§ GOAL OF THE EXERCISE: A line-by-line copy of the material below is required.

§ DATASET ENTRIES:
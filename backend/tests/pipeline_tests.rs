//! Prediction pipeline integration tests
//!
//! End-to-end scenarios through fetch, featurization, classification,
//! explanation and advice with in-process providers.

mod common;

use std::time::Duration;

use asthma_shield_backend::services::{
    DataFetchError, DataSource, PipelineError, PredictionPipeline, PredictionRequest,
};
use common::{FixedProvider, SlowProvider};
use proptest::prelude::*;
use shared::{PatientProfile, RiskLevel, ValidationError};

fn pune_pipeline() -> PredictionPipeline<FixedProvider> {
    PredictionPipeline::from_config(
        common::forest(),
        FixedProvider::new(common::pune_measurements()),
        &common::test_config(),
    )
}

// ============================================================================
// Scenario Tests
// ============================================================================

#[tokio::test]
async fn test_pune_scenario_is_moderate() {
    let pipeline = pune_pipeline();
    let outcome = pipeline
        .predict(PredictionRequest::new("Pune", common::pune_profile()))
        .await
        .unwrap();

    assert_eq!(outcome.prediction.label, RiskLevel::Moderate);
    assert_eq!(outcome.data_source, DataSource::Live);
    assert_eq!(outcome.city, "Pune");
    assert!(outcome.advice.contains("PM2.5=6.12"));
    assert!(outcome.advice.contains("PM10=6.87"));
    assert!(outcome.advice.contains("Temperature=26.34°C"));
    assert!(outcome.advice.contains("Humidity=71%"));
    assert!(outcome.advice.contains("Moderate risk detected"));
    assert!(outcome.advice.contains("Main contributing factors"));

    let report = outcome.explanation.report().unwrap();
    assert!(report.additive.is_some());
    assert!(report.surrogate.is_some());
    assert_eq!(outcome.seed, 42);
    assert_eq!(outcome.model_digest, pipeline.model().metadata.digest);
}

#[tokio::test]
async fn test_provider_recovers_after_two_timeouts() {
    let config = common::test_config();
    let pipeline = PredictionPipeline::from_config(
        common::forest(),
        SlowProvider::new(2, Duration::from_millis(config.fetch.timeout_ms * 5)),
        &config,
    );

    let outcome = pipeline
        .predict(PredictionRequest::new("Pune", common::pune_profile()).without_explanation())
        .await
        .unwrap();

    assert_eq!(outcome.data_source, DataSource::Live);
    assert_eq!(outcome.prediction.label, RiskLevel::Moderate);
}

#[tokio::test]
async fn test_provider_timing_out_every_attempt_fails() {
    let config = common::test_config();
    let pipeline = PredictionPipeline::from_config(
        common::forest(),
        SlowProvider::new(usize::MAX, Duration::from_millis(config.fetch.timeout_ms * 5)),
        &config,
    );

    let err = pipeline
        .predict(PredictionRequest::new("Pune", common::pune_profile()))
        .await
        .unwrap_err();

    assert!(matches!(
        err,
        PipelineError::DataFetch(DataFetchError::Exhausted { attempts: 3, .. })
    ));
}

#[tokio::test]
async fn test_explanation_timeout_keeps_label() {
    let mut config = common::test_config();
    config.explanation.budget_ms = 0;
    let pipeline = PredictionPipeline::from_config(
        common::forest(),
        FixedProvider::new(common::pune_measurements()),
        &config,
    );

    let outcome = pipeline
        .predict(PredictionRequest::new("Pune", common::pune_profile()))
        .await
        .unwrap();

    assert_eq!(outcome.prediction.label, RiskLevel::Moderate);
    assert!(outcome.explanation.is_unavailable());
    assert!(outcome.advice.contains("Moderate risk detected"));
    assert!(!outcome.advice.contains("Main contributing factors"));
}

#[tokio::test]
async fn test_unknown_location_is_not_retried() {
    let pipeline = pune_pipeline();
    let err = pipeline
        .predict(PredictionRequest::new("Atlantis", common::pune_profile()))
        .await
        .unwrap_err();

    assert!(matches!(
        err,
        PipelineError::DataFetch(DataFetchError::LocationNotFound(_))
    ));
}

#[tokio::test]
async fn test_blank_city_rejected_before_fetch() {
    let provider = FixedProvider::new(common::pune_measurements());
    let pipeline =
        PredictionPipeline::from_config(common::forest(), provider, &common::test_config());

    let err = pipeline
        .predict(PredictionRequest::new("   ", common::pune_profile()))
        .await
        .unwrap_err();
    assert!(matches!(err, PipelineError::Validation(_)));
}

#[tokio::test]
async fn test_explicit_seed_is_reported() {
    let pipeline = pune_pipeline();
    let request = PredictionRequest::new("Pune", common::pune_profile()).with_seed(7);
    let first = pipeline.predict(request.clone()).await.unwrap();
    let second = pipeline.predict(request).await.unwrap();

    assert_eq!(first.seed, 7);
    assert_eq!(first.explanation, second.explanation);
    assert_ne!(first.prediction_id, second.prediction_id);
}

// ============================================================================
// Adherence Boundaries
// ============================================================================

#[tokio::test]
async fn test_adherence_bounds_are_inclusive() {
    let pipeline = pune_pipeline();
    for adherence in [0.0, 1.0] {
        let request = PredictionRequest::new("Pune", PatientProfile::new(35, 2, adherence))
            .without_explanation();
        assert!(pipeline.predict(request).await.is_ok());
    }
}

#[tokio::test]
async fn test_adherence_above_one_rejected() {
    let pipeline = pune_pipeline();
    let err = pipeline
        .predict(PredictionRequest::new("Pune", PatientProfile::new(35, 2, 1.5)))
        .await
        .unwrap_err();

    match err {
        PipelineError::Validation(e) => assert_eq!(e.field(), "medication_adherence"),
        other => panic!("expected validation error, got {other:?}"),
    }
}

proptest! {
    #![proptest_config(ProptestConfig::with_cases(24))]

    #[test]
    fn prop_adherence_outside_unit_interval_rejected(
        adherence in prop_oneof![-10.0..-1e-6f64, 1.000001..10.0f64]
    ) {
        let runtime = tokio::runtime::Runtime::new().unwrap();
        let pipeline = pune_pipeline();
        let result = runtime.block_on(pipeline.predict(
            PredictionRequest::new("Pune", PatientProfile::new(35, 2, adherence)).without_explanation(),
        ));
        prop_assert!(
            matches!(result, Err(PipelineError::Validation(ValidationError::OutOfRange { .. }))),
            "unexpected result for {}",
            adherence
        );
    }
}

§ REPLY TO THE EXERCISE:
filename backend/tests/pipeline_tests.rs
//! Prediction pipeline integration tests
//!
//! End-to-end scenarios through fetch, featurization, classification,
//! explanation and advice with in-process providers.

mod common;

use std::time::Duration;

use asthma_shield_backend::services::{
    DataFetchError, DataSource, PipelineError, PredictionPipeline, PredictionRequest,
};
use common::{FixedProvider, SlowProvider};
use proptest::prelude::*;
use shared::{PatientProfile, RiskLevel, ValidationError};

fn pune_pipeline() -> PredictionPipeline<FixedProvider> {
    PredictionPipeline::from_config(
        common::forest(),
        FixedProvider::new(common::pune_measurements()),
        &common::test_config(),
    )
}

// ============================================================================
// Scenario Tests
// ============================================================================

#[tokio::test]
async fn test_pune_scenario_is_moderate() {
    let pipeline = pune_pipeline();
    let outcome = pipeline
        .predict(PredictionRequest::new("Pune", common::pune_profile()))
        .await
        .unwrap();

    assert_eq!(outcome.prediction.label, RiskLevel::Moderate);
    assert_eq!(outcome.data_source, DataSource::Live);
    assert_eq!(outcome.city, "Pune");
    assert!(outcome.advice.contains("PM2.5=6.12"));
    assert!(outcome.advice.contains("PM10=6.87"));
    assert!(outcome.advice.contains("Temperature=26.34°C"));
    assert!(outcome.advice.contains("Humidity=71%"));
    assert!(outcome.advice.contains("Moderate risk detected"));
    assert!(outcome.advice.contains("Main contributing factors"));

    let report = outcome.explanation.report().unwrap();
    assert!(report.additive.is_some());
    assert!(report.surrogate.is_some());
    assert_eq!(outcome.seed, 42);
    assert_eq!(outcome.model_digest, pipeline.model().metadata.digest);
}

#[tokio::test]
async fn test_provider_recovers_after_two_timeouts() {
    let config = common::test_config();
    let pipeline = PredictionPipeline::from_config(
        common::forest(),
        SlowProvider::new(2, Duration::from_millis(config.fetch.timeout_ms * 5)),
        &config,
    );

    let outcome = pipeline
        .predict(PredictionRequest::new("Pune", common::pune_profile()).without_explanation())
        .await
        .unwrap();

    assert_eq!(outcome.data_source, DataSource::Live);
    assert_eq!(outcome.prediction.label, RiskLevel::Moderate);
}

#[tokio::test]
async fn test_provider_timing_out_every_attempt_fails() {
    let config = common::test_config();
    let pipeline = PredictionPipeline::from_config(
        common::forest(),
        SlowProvider::new(usize::MAX, Duration::from_millis(config.fetch.timeout_ms * 5)),
        &config,
    );

    let err = pipeline
        .predict(PredictionRequest::new("Pune", common::pune_profile()))
        .await
        .unwrap_err();

    assert!(matches!(
        err,
        PipelineError::DataFetch(DataFetchError::Exhausted { attempts: 3, .. })
    ));
}

#[tokio::test]
async fn test_explanation_timeout_keeps_label() {
    let mut config = common::test_config();
    config.explanation.budget_ms = 0;
    let pipeline = PredictionPipeline::from_config(
        common::forest(),
        FixedProvider::new(common::pune_measurements()),
        &config,
    );

    let outcome = pipeline
        .predict(PredictionRequest::new("Pune", common::pune_profile()))
        .await
        .unwrap();

    assert_eq!(outcome.prediction.label, RiskLevel::Moderate);
    assert!(outcome.explanation.is_unavailable());
    assert!(outcome.advice.contains("Moderate risk detected"));
    assert!(!outcome.advice.contains("Main contributing factors"));
}

#[tokio::test]
async fn test_unknown_location_is_not_retried() {
    let pipeline = pune_pipeline();
    let err = pipeline
        .predict(PredictionRequest::new("Atlantis", common::pune_profile()))
        .await
        .unwrap_err();

    assert!(matches!(
        err,
        PipelineError::DataFetch(DataFetchError::LocationNotFound(_))
    ));
}

#[tokio::test]
async fn test_blank_city_rejected_before_fetch() {
    let provider = FixedProvider::new(common::pune_measurements());
    let pipeline =
        PredictionPipeline::from_config(common::forest(), provider, &common::test_config());

    let err = pipeline
        .predict(PredictionRequest::new("   ", common::pune_profile()))
        .await
        .unwrap_err();
    assert!(matches!(err, PipelineError::Validation(_)));
}

#[tokio::test]
async fn test_explicit_seed_is_reported() {
    let pipeline = pune_pipeline();
    let request = PredictionRequest::new("Pune", common::pune_profile()).with_seed(7);
    let first = pipeline.predict(request.clone()).await.unwrap();
    let second = pipeline.predict(request).await.unwrap();

    assert_eq!(first.seed, 7);
    assert_eq!(first.explanation, second.explanation);
    assert_ne!(first.prediction_id, second.prediction_id);
}

// ============================================================================
// Adherence Boundaries
// ============================================================================

#[tokio::test]
async fn test_adherence_bounds_are_inclusive() {
    let pipeline = pune_pipeline();
    for adherence in [0.0, 1.0] {
        let request = PredictionRequest::new("Pune", PatientProfile::new(35, 2, adherence))
            .without_explanation();
        assert!(pipeline.predict(request).await.is_ok());
    }
}

#[tokio::test]
async fn test_adherence_above_one_rejected() {
    let pipeline = pune_pipeline();
    let err = pipeline
        .predict(PredictionRequest::new("Pune", PatientProfile::new(35, 2, 1.5)))
        .await
        .unwrap_err();

    match err {
        PipelineError::Validation(e) => assert_eq!(e.field(), "medication_adherence"),
        other => panic!("expected validation error, got {other:?}"),
    }
}

proptest! {
    #![proptest_config(ProptestConfig::with_cases(24))]

    #[test]
    fn prop_adherence_outside_unit_interval_rejected(
        adherence in prop_oneof![-10.0..-1e-6f64, 1.000001..10.0f64]
    ) {
        let runtime = tokio::runtime::Runtime::new().unwrap();
        let pipeline = pune_pipeline();
        let result = runtime.block_on(pipeline.predict(
            PredictionRequest::new("Pune", PatientProfile::new(35, 2, adherence)).without_explanation(),
        ));
        prop_assert!(
            matches!(result, Err(PipelineError::Validation(ValidationError::OutOfRange { .. }))),
            "unexpected result for {}",
            adherence
        );
    }
}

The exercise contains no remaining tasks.